mod analyzer;
mod chart;
mod config;
mod fetcher;
mod model;
mod normalizer;
mod parser;
mod pipeline;
mod report;
mod signals;
mod utils;

use config::{API_KEY_ENV, CONFIG_PATH, load_config};
use fetcher::FredClient;
use model::AppError;
use std::time::Duration;
use tracing::{error, info};

#[tokio::main]
async fn main() {
    // Initialize logging
    tracing_subscriber::fmt::init();

    // Set panic hook to log details about any panic
    std::panic::set_hook(Box::new(|panic_info| {
        eprintln!("😱 Panic occurred: {:?}", panic_info);
    }));

    if let Err(e) = run().await {
        error!("❌ {}", e);
        std::process::exit(1);
    }
}

async fn run() -> Result<(), AppError> {
    let config = load_config(CONFIG_PATH)?;
    let api_key = config.api_key(std::env::var(API_KEY_ENV).ok())?;

    info!("🚀 Starting Quant 3-combo analysis...");
    let client = FredClient::new(
        &config.fred_base_url,
        api_key,
        Duration::from_secs(config.request_timeout_seconds),
    )?;

    let raw = pipeline::fetch_all(&client).await?;
    let today = chrono::Local::now().date_naive();
    let analysis = pipeline::analyze(&raw, today, &config)?;

    info!("🎨 Building charts...");
    let files = chart::write_all(
        &analysis.dataset,
        &analysis.statistics,
        &analysis.snapshot,
        &config,
    )?;

    report::print_summary(
        &analysis.snapshot,
        &config.thresholds,
        config.correlation_window,
        config.liquidity_trend_periods,
        &files,
    );

    let signals = signals::evaluate(
        &analysis.snapshot,
        &config.thresholds,
        config.divergence_lookback_rows,
    );
    signals::print_signals(&signals);
    Ok(())
}
use crate::fetcher::SeriesFetcher;
use crate::model::{FetchError, SeriesId, TimeSeries};
use crate::parser::{parse_error_message, parse_observations};

use reqwest::Client;
use std::time::Duration;
use tracing::debug;

pub struct FredClient {
    client: Client,
    base_url: String,
    api_key: String,
}

impl FredClient {
    pub fn new(
        base_url: &str,
        api_key: String,
        timeout: Duration,
    ) -> Result<Self, reqwest::Error> {
        let client = Client::builder()
            .user_agent(concat!("macro-combo/", env!("CARGO_PKG_VERSION")))
            .timeout(timeout)
            .build()?;

        Ok(Self {
            client,
            base_url: base_url.trim_end_matches('/').to_string(),
            api_key,
        })
    }

    fn build_url(&self) -> String {
        format!("{}/series/observations", self.base_url)
    }
}

/// The request URL carries the API key, so it is stripped from the error.
fn transport_error(series: SeriesId, source: reqwest::Error) -> FetchError {
    FetchError::Http {
        series,
        source: source.without_url(),
    }
}

#[async_trait::async_trait]
impl SeriesFetcher for FredClient {
    async fn fetch(&self, series: SeriesId) -> Result<TimeSeries, FetchError> {
        let url = self.build_url();
        debug!("GET {} series_id={}", url, series.code());

        let response = self
            .client
            .get(&url)
            .query(&[
                ("series_id", series.code()),
                ("api_key", self.api_key.as_str()),
                ("file_type", "json"),
            ])
            .send()
            .await
            .map_err(|e| transport_error(series, e))?;

        let status = response.status();
        let body = response
            .text()
            .await
            .map_err(|e| transport_error(series, e))?;

        if !status.is_success() {
            let message = parse_error_message(&body).unwrap_or_else(|| {
                status
                    .canonical_reason()
                    .unwrap_or("unknown error")
                    .to_string()
            });
            return Err(FetchError::Api {
                series,
                status: status.as_u16(),
                message,
            });
        }

        parse_observations(series, &body)
    }
}
#[cfg(test)]
mod tests {
    use super::*;

    fn dates(n: usize) -> Vec<NaiveDate> {
        let start = NaiveDate::from_ymd_opt(2025, 1, 1).unwrap();
        (0..n).map(|i| start + chrono::Duration::days(i as i64)).collect()
    }

    #[test]
    fn test_grid_domains_do_not_overlap() {
        let grid = SubplotGrid::new(3, 1)
            .row_heights(&[0.35, 0.3, 0.35])
            .vertical_spacing(0.08);
        let cells = grid.resolve();
        assert_eq!(cells.len(), 3);
        assert!((cells[0].y_domain[1] - 1.0).abs() < 1e-12);
        assert!(cells[2].y_domain[0].abs() < 1e-9);
        for pair in cells.windows(2) {
            let gap = pair[0].y_domain[0] - pair[1].y_domain[1];
            assert!((gap - 0.08).abs() < 1e-9);
        }
        assert_eq!(cells[1].axes, Some(AxisIds { x: 2, y: 2, secondary_y: None }));
    }

    #[test]
    fn test_grid_colspan_secondary_and_domain_cells() {
        let grid = SubplotGrid::new(3, 2)
            .horizontal_spacing(0.15)
            .spec(1, 1, Some(CellSpec::xy().colspan(2).secondary_y()))
            .spec(1, 2, None)
            .spec(3, 1, Some(CellSpec::domain()));
        let cells = grid.resolve();
        assert_eq!(cells.len(), 5);

        let top = &cells[0];
        assert_eq!(top.x_domain[0], 0.0);
        assert!((top.x_domain[1] - 1.0).abs() < 1e-12);
        assert_eq!(top.axes, Some(AxisIds { x: 1, y: 1, secondary_y: Some(2) }));

        let second = &cells[1];
        assert_eq!(second.axes.unwrap().y, 3);
        assert!((second.x_domain[1] - 0.425).abs() < 1e-12);

        let table = cells.iter().find(|c| c.row == 3 && c.col == 1).unwrap();
        assert_eq!(table.axes, None);
    }

    #[test]
    fn test_trace_placement_and_hline() {
        let grid = SubplotGrid::new(2, 1).spec(1, 1, Some(CellSpec::xy().secondary_y()));
        let mut fig = Figure::new(&grid, &["Top", "Bottom"]);
        fig.add_trace(Scatter::from_values(&dates(3), &[1.0, 2.0, 3.0]).name("a"), 1, 1)
            .add_trace_secondary(Scatter::from_values(&dates(3), &[4.0, 5.0, 6.0]).name("b"), 1, 1)
            .add_trace(Scatter::new(dates(2), vec![None, Some(0.5)]), 2, 1)
            .add_hline(HLine::threshold(5.0, "darkred", 2.5).annotate("limit"), 1, 1, true)
            .update_yaxis(2, 1, false, "Correlation", Some([-1.0, 1.0]));

        let json = fig.to_json().unwrap();
        let data = json["data"].as_array().unwrap();
        assert_eq!(data.len(), 3);
        assert_eq!(data[0]["type"], "scatter");
        assert_eq!(data[0]["xaxis"], "x");
        assert_eq!(data[1]["yaxis"], "y2");
        assert_eq!(data[2]["yaxis"], "y3");
        assert_eq!(data[2]["y"][0], Value::Null);
        assert_eq!(data[0]["x"][0], "2025-01-01");

        let layout = &json["layout"];
        assert_eq!(layout["yaxis2"]["overlaying"], "y");
        assert_eq!(layout["yaxis3"]["range"], json!([-1.0, 1.0]));
        assert_eq!(layout["shapes"][0]["yref"], "y2");
        assert_eq!(layout["shapes"][0]["xref"], "x domain");
        let texts: Vec<&str> = layout["annotations"]
            .as_array()
            .unwrap()
            .iter()
            .filter_map(|a| a["text"].as_str())
            .collect();
        assert_eq!(texts, vec!["Top", "Bottom", "limit"]);
    }

    #[test]
    fn test_table_and_heatmap_serialization() {
        let grid = SubplotGrid::new(1, 2).spec(1, 2, Some(CellSpec::domain()));
        let mut fig = Figure::new(&grid, &[]);
        fig.add_trace(
            Heatmap::correlation(
                &["A", "B"],
                vec![vec![Some(1.0), Some(-0.25)], vec![Some(-0.25), Some(1.0)]],
            ),
            1,
            1,
        );
        fig.add_trace(
            Table::from_rows(&["Metric", "Value"], &[vec!["HY".into(), "3.10%".into()]]),
            1,
            2,
        );

        let json = fig.to_json().unwrap();
        let heat = &json["data"][0];
        assert_eq!(heat["type"], "heatmap");
        assert_eq!(heat["text"][0][1], "-0.25");
        assert_eq!(heat["xaxis"], "x");

        let table = &json["data"][1];
        assert_eq!(table["type"], "table");
        assert_eq!(table["header"]["values"][0], "<b>Metric</b>");
        assert_eq!(table["cells"]["values"][1][0], "3.10%");
        assert!(table.get("xaxis").is_none());
        assert!(table["domain"]["x"].is_array());
    }

    #[test]
    fn test_write_html() {
        let dir = tempfile::tempdir().unwrap();
        let path = dir.path().join("chart.html");
        let mut fig = Figure::new(&SubplotGrid::new(1, 1), &["</script> title"]);
        fig.add_trace(Scatter::from_values(&dates(2), &[1.0, 2.0]).name("x"), 1, 1)
            .update_layout("<b>Demo</b>", 20, 600);
        fig.write_html(&path, "Demo & test").unwrap();

        let html = std::fs::read_to_string(&path).unwrap();
        assert!(html.starts_with("<!DOCTYPE html>"));
        assert!(html.contains(PLOTLY_CDN));
        assert!(html.contains("<title>Demo &amp; test</title>"));
        assert!(html.contains("Plotly.newPlot"));
        assert!(html.contains("<\\/script> title"));
        assert_eq!(html.matches("</script>").count(), 2);
    }
}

**WORK ITEM:**
Please show the lines of the material that contain the string "chrono".

**SOLUTION:**
    let today = chrono::Local::now().date_naive();
        (0..n).map(|i| start + chrono::Duration::days(i as i64)).collect()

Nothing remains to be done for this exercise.